« L’Auvergne est libérée… mais tout reste à faire ! » Ces mots d’Henry Ingrand, commissaire régional de la République, résument l’ampleur du défi qui s’ouvre le 27 août 1944 à Clermont-Ferrand. La ville est libérée, les FFI occupent le terrain, les communications sont détruites, l’administration désorganisée, et la population épuisée.
L’Auvergne se trouve alors en état de « mort cérébrale ». Confronté à une situation explosive, Henry Ingrand doit encadrer des FFI devenus maîtres du territoire, rétablir l’ordre, lancer l’épuration et reconstruire les infrastructures.
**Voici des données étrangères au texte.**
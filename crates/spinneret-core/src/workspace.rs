//! Per-target project directory management.
//!
//! Each scraping task owns one project directory under the output root,
//! named after the target site (`<spider>_spider`). The workspace scaffolds
//! the Scrapy project skeleton, persists candidate sources per generation,
//! saves run logs per attempt, and reads back the JSON-lines output file.

use std::fs;
use std::path::{Path, PathBuf};

use chrono::{DateTime, Utc};
use serde::{Deserialize, Serialize};
use tracing::debug;

use crate::domain::{spider_name_from_url, FieldSpec, GeneratedProgram, Result, SpinneretError};

/// Name of the JSON-lines file generated spiders write records to.
pub const RECORDS_FILE: &str = "output.json";

const MANIFEST_FILE: &str = "spinneret.json";

/// Manifest persisted at the project root so a project can be reopened
/// later (e.g. for a release run).
#[derive(Debug, Clone, PartialEq, Serialize, Deserialize)]
pub struct TaskManifest {
    pub spider_name: String,
    pub target_url: String,
    #[serde(default)]
    pub fields: FieldSpec,
    /// Generation of the program currently on disk (0 = none yet).
    #[serde(default)]
    pub current_generation: u32,
    pub created_at: DateTime<Utc>,
}

/// Handle to one task's project directory.
#[derive(Debug, Clone)]
pub struct ProjectWorkspace {
    root: PathBuf,
    manifest: TaskManifest,
}

impl ProjectWorkspace {
    /// Create a fresh project directory for `target_url` under `output_root`.
    ///
    /// Scaffolds the Scrapy skeleton (cfg, settings, items, spiders package)
    /// and writes the manifest. Reuses an existing directory if present.
    pub fn create(output_root: &Path, target_url: &str, fields: FieldSpec) -> Result<Self> {
        let spider_name = spider_name_from_url(target_url);
        let root = output_root.join(format!("{spider_name}_spider"));
        fs::create_dir_all(root.join(&spider_name).join("spiders"))?;
        fs::create_dir_all(root.join("logs"))?;

        let manifest = TaskManifest {
            spider_name: spider_name.clone(),
            target_url: target_url.to_string(),
            fields,
            current_generation: 0,
            created_at: Utc::now(),
        };

        let workspace = Self { root, manifest };
        workspace.scaffold()?;
        workspace.write_manifest()?;
        debug!(event = "workspace.created", root = %workspace.root.display());
        Ok(workspace)
    }

    /// Reopen an existing project directory via its manifest.
    pub fn open(root: impl Into<PathBuf>) -> Result<Self> {
        let root = root.into();
        let raw = fs::read_to_string(root.join(MANIFEST_FILE)).map_err(|e| {
            SpinneretError::TaskNotReady(format!(
                "{} is not a spinneret project: {e}",
                root.display()
            ))
        })?;
        let manifest: TaskManifest = serde_json::from_str(&raw)?;
        Ok(Self { root, manifest })
    }

    pub fn root(&self) -> &Path {
        &self.root
    }

    pub fn spider_name(&self) -> &str {
        &self.manifest.spider_name
    }

    pub fn target_url(&self) -> &str {
        &self.manifest.target_url
    }

    pub fn fields(&self) -> &FieldSpec {
        &self.manifest.fields
    }

    pub fn current_generation(&self) -> u32 {
        self.manifest.current_generation
    }

    /// Path of the JSON-lines records file.
    pub fn records_path(&self) -> PathBuf {
        self.root.join(RECORDS_FILE)
    }

    /// Persist a candidate's sources as the current program.
    ///
    /// Writes the spider module and pipeline module inside the project
    /// package and bumps the manifest's current generation.
    pub fn write_program(&mut self, program: &GeneratedProgram) -> Result<()> {
        let package = self.root.join(&self.manifest.spider_name);
        let spider_path = package
            .join("spiders")
            .join(format!("{}.py", self.manifest.spider_name));
        fs::write(&spider_path, &program.spider_source)?;
        fs::write(package.join("pipelines.py"), &program.pipeline_source)?;

        self.manifest.current_generation = program.generation;
        self.write_manifest()?;
        debug!(
            event = "workspace.program_written",
            generation = program.generation,
            digest = program.short_digest(),
        );
        Ok(())
    }

    /// Save captured stdout/stderr for one attempt.
    pub fn save_logs(&self, generation: u32, stdout: &str, stderr: &str) -> Result<()> {
        let dir = self.root.join("logs").join(format!("attempt_{generation}"));
        fs::create_dir_all(&dir)?;
        fs::write(dir.join("stdout.log"), stdout)?;
        fs::write(dir.join("stderr.log"), stderr)?;
        Ok(())
    }

    /// Remove the records file so a run's counts cannot include records
    /// from a prior attempt.
    pub fn clear_records(&self) -> Result<()> {
        match fs::remove_file(self.records_path()) {
            Ok(()) => Ok(()),
            Err(e) if e.kind() == std::io::ErrorKind::NotFound => Ok(()),
            Err(e) => Err(e.into()),
        }
    }

    /// Parse the JSON-lines records file. Unparsable lines are skipped
    /// (generated spiders occasionally interleave junk on stdout capture).
    pub fn read_records(&self) -> Result<Vec<serde_json::Value>> {
        let raw = match fs::read_to_string(self.records_path()) {
            Ok(raw) => raw,
            Err(e) if e.kind() == std::io::ErrorKind::NotFound => return Ok(Vec::new()),
            Err(e) => return Err(e.into()),
        };

        Ok(raw
            .lines()
            .filter(|line| !line.trim().is_empty())
            .filter_map(|line| serde_json::from_str(line).ok())
            .collect())
    }

    /// Persist an arbitrary JSON artifact at the project root.
    pub fn write_artifact<T: Serialize>(&self, name: &str, value: &T) -> Result<PathBuf> {
        let path = self.root.join(name);
        fs::write(&path, serde_json::to_vec_pretty(value)?)?;
        Ok(path)
    }

    fn write_manifest(&self) -> Result<()> {
        fs::write(
            self.root.join(MANIFEST_FILE),
            serde_json::to_vec_pretty(&self.manifest)?,
        )?;
        Ok(())
    }

    fn scaffold(&self) -> Result<()> {
        let name = &self.manifest.spider_name;
        let package = self.root.join(name);

        let cfg = self.root.join("scrapy.cfg");
        if !cfg.exists() {
            fs::write(
                cfg,
                format!("[settings]\ndefault = {name}.settings\n"),
            )?;
        }

        let settings = package.join("settings.py");
        if !settings.exists() {
            fs::write(
                settings,
                format!(
                    "BOT_NAME = \"{name}\"\n\
                     SPIDER_MODULES = [\"{name}.spiders\"]\n\
                     NEWSPIDER_MODULE = \"{name}.spiders\"\n\
                     ROBOTSTXT_OBEY = True\n\
                     CONCURRENT_REQUESTS = 16\n\
                     DOWNLOAD_DELAY = 1\n\
                     LOG_LEVEL = \"INFO\"\n\
                     FEEDS = {{\"{RECORDS_FILE}\": {{\"format\": \"jsonlines\"}}}}\n"
                ),
            )?;
        }

        for init in [
            package.join("__init__.py"),
            package.join("spiders").join("__init__.py"),
        ] {
            if !init.exists() {
                fs::write(init, "")?;
            }
        }
        Ok(())
    }
}

#[cfg(test)]
mod tests {
    use super::*;
    use crate::domain::FieldKind;
    use tempfile::TempDir;

    fn fields() -> FieldSpec {
        FieldSpec::new(vec![("title".to_string(), FieldKind::Text)]).unwrap()
    }

    #[test]
    fn test_create_scaffolds_project() {
        let dir = TempDir::new().unwrap();
        let ws = ProjectWorkspace::create(dir.path(), "https://www.vinted.fr/x", fields()).unwrap();

        assert_eq!(ws.spider_name(), "vinted");
        assert!(ws.root().join("scrapy.cfg").exists());
        assert!(ws.root().join("vinted/settings.py").exists());
        assert!(ws.root().join("vinted/spiders/__init__.py").exists());
        assert!(ws.root().join("logs").exists());
    }

    #[test]
    fn test_write_program_and_reopen() {
        let dir = TempDir::new().unwrap();
        let mut ws =
            ProjectWorkspace::create(dir.path(), "https://example.com", fields()).unwrap();

        let program = GeneratedProgram::initial("import scrapy\n", "# pipeline\n");
        ws.write_program(&program).unwrap();
        assert!(ws.root().join("example/spiders/example.py").exists());
        assert_eq!(ws.current_generation(), 1);

        let reopened = ProjectWorkspace::open(ws.root()).unwrap();
        assert_eq!(reopened.spider_name(), "example");
        assert_eq!(reopened.current_generation(), 1);
        assert_eq!(reopened.fields().len(), 1);
    }

    #[test]
    fn test_open_rejects_non_project_dir() {
        let dir = TempDir::new().unwrap();
        let err = ProjectWorkspace::open(dir.path()).unwrap_err();
        assert!(err.to_string().contains("not a spinneret project"));
    }

    #[test]
    fn test_read_records_parses_json_lines() {
        let dir = TempDir::new().unwrap();
        let ws = ProjectWorkspace::create(dir.path(), "https://example.com", fields()).unwrap();

        fs::write(
            ws.records_path(),
            "{\"title\": \"a\"}\nnot json\n{\"title\": \"b\"}\n\n",
        )
        .unwrap();

        let records = ws.read_records().unwrap();
        assert_eq!(records.len(), 2);
    }

    #[test]
    fn test_read_records_missing_file_is_empty() {
        let dir = TempDir::new().unwrap();
        let ws = ProjectWorkspace::create(dir.path(), "https://example.com", fields()).unwrap();
        assert!(ws.read_records().unwrap().is_empty());
    }

    #[test]
    fn test_clear_records_idempotent() {
        let dir = TempDir::new().unwrap();
        let ws = ProjectWorkspace::create(dir.path(), "https://example.com", fields()).unwrap();
        ws.clear_records().unwrap();
        fs::write(ws.records_path(), "{\"a\":1}\n").unwrap();
        ws.clear_records().unwrap();
        assert!(ws.read_records().unwrap().is_empty());
    }

    #[test]
    fn test_save_logs_per_attempt() {
        let dir = TempDir::new().unwrap();
        let ws = ProjectWorkspace::create(dir.path(), "https://example.com", fields()).unwrap();
        ws.save_logs(3, "out", "err").unwrap();
        assert_eq!(
            fs::read_to_string(ws.root().join("logs/attempt_3/stdout.log")).unwrap(),
            "out"
        );
        assert_eq!(
            fs::read_to_string(ws.root().join("logs/attempt_3/stderr.log")).unwrap(),
            "err"
        );
    }
}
Il lui faut également ravitailler une population affamée, lutter contre le marché noir et assurer la transition entre un régime défunt et un pouvoir républicain encore fragile, consolidé par les premières élections de l’après-guerre. Alors que la France reste partiellement occupée et que des millions d’absents sont détenus en Allemagne, l’Auvergne doit se reconstruire dans l’urgence et l’incertitude.
Le mot du colporteur
S’appuyant sur des archives peu exploitées, Michelle Serre éclaire cette période charnière, comparable aux bouleversements de la Révolution française. Pour son quatrième ouvrage sur les années 40, elle restitue avec précision les défis politiques, administratifs et humains de l’après-Libération en Auvergne, offrant un tableau vivant et rigoureux d’une région qui se remet en marche et prépare son entrée dans les Trente Glorieuses.